Paris Web 2019 took place this year for three days between October 10 and 12 in Paris. As a longtime sponsor of the event, Gandi was of course there to learn from the many and varied conferences and workshops.
As is the case every year, the program for Paris Web included several presentaitons around digital accessibility. In this article, Pascal Duez, UI developer at Gandi, shares his top takeaways on this subject from the conference.
Enterprise audits and certifications
Today the conversation about accessibility online has gotten louder. On the one hand, this is due to French and European legislation that has created the obligation for private enterprises (of a certain size) to comply with the Référentiel général d’accessibilité pour les administrations (the “General Framework of Accessibility for Administations” RGAA); on the other hand, it’s thanks to web professionals who have year after year made efforts to familiarize and desensitivize online accessibility at events like Paris Web; and finally recent events in the U.S. has also lead to greater exposure around issues of accessibility.
It’s a realtively tedious process, laborious and not very flexible.
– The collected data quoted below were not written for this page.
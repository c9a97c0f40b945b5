use evmatch_api::run;

#[tokio::main]
async fn main() {
    if let Err(err) = run().await {
        eprintln!("application error: {err}");
        std::process::exit(1);
    }
}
Previews in the form of a scorecard document quickly showed their limitations.
Different forms of audits could be implemented to better answer needs and better adapt to the specificities of projects, like quick audits or audits in pieces.
Olivier Keul and Arnaud Delafosse gave a reportback to another group with a second conference: “Y’a pas qu’le ALT dans la vie — Déployer l’accessibilité web à grande échelle” (“There’s more in life than ALT—Deploying large scale web accessibility”).
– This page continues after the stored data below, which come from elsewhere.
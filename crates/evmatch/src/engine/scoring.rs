//! Weighted multi-criteria scoring of a single vehicle against one buyer.
//!
//! Each category produces a raw 0-10 score; the buyer's priority weights
//! turn those into a 0-100 composite. Categories whose weight is zero drop
//! out of both the numerator and the attainable maximum, so an ignored
//! category never dilutes the rest.

use std::collections::BTreeMap;

use serde::Serialize;

use crate::catalog::VehicleRecord;
use crate::preferences::{PriorityWeights, UserPreferences};

const RAW_MAX: f64 = 10.0;
const BRAND_BONUS: f64 = 5.0;

/// The scored categories, in presentation order.
#[derive(Debug, Clone, Copy, PartialEq, Eq, PartialOrd, Ord, Serialize)]
#[serde(rename_all = "snake_case")]
pub enum ScoreCategory {
    Range,
    ChargingSpeed,
    Efficiency,
    Acceleration,
    TechFeatures,
    Safety,
    Reliability,
    Cargo,
}

impl ScoreCategory {
    pub fn label(self) -> &'static str {
        match self {
            Self::Range => "Range",
            Self::ChargingSpeed => "Charging Speed",
            Self::Efficiency => "Efficiency",
            Self::Acceleration => "Acceleration",
            Self::TechFeatures => "Tech Features",
            Self::Safety => "Safety",
            Self::Reliability => "Reliability",
            Self::Cargo => "Cargo Space",
        }
    }
}

/// One vehicle's score against one buyer.
#[derive(Debug, Clone, PartialEq, Serialize)]
pub struct ScoreCard {
    /// 0-100 composite, brand bonus included, clamped at 100.
    pub final_score: f64,
    /// Raw 0-10 per-category scores before weighting.
    pub category_scores: BTreeMap<ScoreCategory, f64>,
    pub brand_bonus: f64,
}

pub fn score_vehicle(vehicle: &VehicleRecord, prefs: &UserPreferences) -> ScoreCard {
    let mut category_scores = BTreeMap::new();
    category_scores.insert(ScoreCategory::Range, range_score(vehicle, prefs));
    category_scores.insert(ScoreCategory::ChargingSpeed, charging_score(vehicle));
    category_scores.insert(ScoreCategory::Efficiency, efficiency_score(vehicle));
    category_scores.insert(ScoreCategory::Acceleration, acceleration_score(vehicle));
    category_scores.insert(ScoreCategory::TechFeatures, tech_score(vehicle));
    category_scores.insert(ScoreCategory::Safety, vehicle.safety_rating * 2.0);
    category_scores.insert(ScoreCategory::Reliability, vehicle.reliability_rating * 2.0);
    category_scores.insert(ScoreCategory::Cargo, cargo_score(vehicle, prefs));

    let mut weighted_total = 0.0;
    let mut max_possible = 0.0;
    for (category, raw) in &category_scores {
        let weight = f64::from(category_weight(&prefs.weights, *category));
        weighted_total += raw * weight;
        max_possible += RAW_MAX * weight;
    }

    let base = if max_possible > 0.0 {
        weighted_total / max_possible * 100.0
    } else {
        0.0
    };

    let brand_bonus = if prefs.preferred_brands.iter().any(|brand| brand == &vehicle.brand) {
        BRAND_BONUS
    } else {
        0.0
    };

    ScoreCard {
        final_score: (base + brand_bonus).min(100.0),
        category_scores,
        brand_bonus,
    }
}

fn category_weight(weights: &PriorityWeights, category: ScoreCategory) -> u8 {
    match category {
        ScoreCategory::Range => weights.range,
        ScoreCategory::ChargingSpeed => weights.charging_speed,
        ScoreCategory::Efficiency => weights.efficiency,
        ScoreCategory::Acceleration => weights.acceleration,
        ScoreCategory::TechFeatures => weights.tech_features,
        ScoreCategory::Safety => weights.safety,
        ScoreCategory::Reliability => weights.reliability,
        ScoreCategory::Cargo => weights.cargo,
    }
}

// Range is judged against the buyer's daily commute, not in absolute terms.
fn range_score(vehicle: &VehicleRecord, prefs: &UserPreferences) -> f64 {
    let commute = prefs.daily_commute_km;
    let range = vehicle.range_km;
    if range >= commute * 5.0 {
        10.0
    } else if range >= commute * 3.0 {
        8.0
    } else if range >= commute * 2.0 {
        6.0
    } else if range >= commute * 1.5 {
        4.0
    } else {
        2.0
    }
}

fn charging_score(vehicle: &VehicleRecord) -> f64 {
    let kw = vehicle.dc_charging_kw;
    if kw >= 250.0 {
        10.0
    } else if kw >= 200.0 {
        8.0
    } else if kw >= 150.0 {
        6.0
    } else if kw >= 100.0 {
        4.0
    } else {
        2.0
    }
}

fn efficiency_score(vehicle: &VehicleRecord) -> f64 {
    let consumption = vehicle.kwh_per_100km;
    if consumption <= 14.0 {
        10.0
    } else if consumption <= 16.0 {
        8.0
    } else if consumption <= 18.0 {
        6.0
    } else if consumption <= 20.0 {
        4.0
    } else {
        2.0
    }
}

fn acceleration_score(vehicle: &VehicleRecord) -> f64 {
    let seconds = vehicle.zero_to_100_s;
    if seconds <= 3.5 {
        10.0
    } else if seconds <= 4.5 {
        8.0
    } else if seconds <= 5.5 {
        6.0
    } else if seconds <= 7.0 {
        4.0
    } else {
        2.0
    }
}

fn cargo_score(vehicle: &VehicleRecord, prefs: &UserPreferences) -> f64 {
    let cargo = vehicle.cargo_liters;
    let needed = prefs.min_cargo_liters;
    if cargo >= needed * 2.0 {
        10.0
    } else if cargo >= needed * 1.5 {
        8.0
    } else if cargo >= needed {
        6.0
    } else {
        4.0
    }
}

fn tech_score(vehicle: &VehicleRecord) -> f64 {
    let mut score: f64 = 0.0;
    if vehicle.autopilot {
        score += 3.0;
    }
    if vehicle.ota_updates {
        score += 2.0;
    }
    if vehicle.heat_pump {
        score += 2.0;
    }
    if vehicle.v2l {
        score += 2.0;
    }
    if vehicle.v2h {
        score += 1.0;
    }
    score.min(RAW_MAX)
}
They notably reported on how, aside from technical considerations, relationships, pedagogy, and organization are indispensible to the success of a particular process, as well as its long-term impact.
Noteworthy commonalities between the two presentations
- Accessibility should be taken into account upstream, from the design phase or even the initial project specifications
- Audits shouldn’t intervene after the fact: too late, too tedious, and more expensive
- The interventions and correctives should find the best means to integrate into the life cycle of features. Whether that’s in the form of tickets in the tool used internally or by some other system. The risk however being that these tickets may not be sufficiently prioritized and can then be neglected
- You need to find a means to prevent setbacks. Corrections can be eliminated by updates and new features
- Testing and reporting tools can help, but have a nonetheless limited scope
- The auditor shouldn’t be considered a specialized expert. The ideal is to train team members in place to find a relay, as well as to generate interest in the topic
- Compromises should be accepted, with roadmaps, developers, and SEO constraints
“Modern” web applications now have more and more features and asynchronous actions proposing a very effective visual user experience. As a result, it’s essential to assure that assistance technologies are taken into account, principally screen readers.
Therefore, Sergei Kriger outlined a few fairly simple techniques in ensure that state changes, returns, management of successes or errors are properly declared, taken into account, and intelligible, notably with the use of “live regions.”
And Gandi in all of this?
Accessibility is a topic that is close to our heart and that we take an active interest in. Initiatives are in progress to make our library of UI components accessible. If you have any feedback, or if you want to report a bug, don’t hesitate to write to us at firstname.lastname@example.org. On a larger scale, we are convinced of the correctness of this path, and as developers and designers we hope to be able to perform an audit by a specialized agency.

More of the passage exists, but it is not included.